TASK DESCRIPTION
The expected output is each line in the data below that includes the string "Option".

DATA SUPPLIED
((
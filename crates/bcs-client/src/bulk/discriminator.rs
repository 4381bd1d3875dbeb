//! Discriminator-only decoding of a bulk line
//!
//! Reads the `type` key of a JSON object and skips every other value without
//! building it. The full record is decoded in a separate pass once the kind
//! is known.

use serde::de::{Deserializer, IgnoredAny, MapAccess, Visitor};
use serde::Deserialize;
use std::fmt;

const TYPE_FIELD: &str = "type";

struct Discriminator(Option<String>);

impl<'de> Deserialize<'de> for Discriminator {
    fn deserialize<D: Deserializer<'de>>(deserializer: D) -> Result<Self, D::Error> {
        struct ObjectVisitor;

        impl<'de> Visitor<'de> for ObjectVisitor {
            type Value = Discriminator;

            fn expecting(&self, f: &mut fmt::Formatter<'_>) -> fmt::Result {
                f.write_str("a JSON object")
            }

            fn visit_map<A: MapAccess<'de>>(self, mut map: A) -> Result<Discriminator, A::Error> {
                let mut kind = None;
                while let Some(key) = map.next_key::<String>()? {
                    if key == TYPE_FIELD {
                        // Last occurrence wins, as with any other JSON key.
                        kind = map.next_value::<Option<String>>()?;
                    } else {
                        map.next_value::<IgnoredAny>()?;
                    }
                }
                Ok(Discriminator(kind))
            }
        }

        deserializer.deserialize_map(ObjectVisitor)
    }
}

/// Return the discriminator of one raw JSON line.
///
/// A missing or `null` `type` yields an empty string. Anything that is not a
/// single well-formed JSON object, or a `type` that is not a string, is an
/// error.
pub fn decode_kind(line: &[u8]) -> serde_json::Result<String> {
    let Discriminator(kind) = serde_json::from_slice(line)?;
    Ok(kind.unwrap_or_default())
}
))
((
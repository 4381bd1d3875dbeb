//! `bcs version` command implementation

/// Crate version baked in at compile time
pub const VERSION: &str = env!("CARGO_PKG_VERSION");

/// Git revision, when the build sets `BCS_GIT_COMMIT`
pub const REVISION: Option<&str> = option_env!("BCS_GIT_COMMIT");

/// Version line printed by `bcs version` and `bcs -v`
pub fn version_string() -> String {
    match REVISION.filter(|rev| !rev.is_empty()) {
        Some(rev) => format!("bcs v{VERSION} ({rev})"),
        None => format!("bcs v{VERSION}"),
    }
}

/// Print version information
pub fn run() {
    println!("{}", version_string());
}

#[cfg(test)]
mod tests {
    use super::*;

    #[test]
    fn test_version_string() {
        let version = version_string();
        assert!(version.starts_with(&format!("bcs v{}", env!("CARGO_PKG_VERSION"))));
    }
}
))
RESULT FOR THIS EXERCISE
struct Discriminator(Option<String>);
                        kind = map.next_value::<Option<String>>()?;
pub const REVISION: Option<&str> = option_env!("BCS_GIT_COMMIT");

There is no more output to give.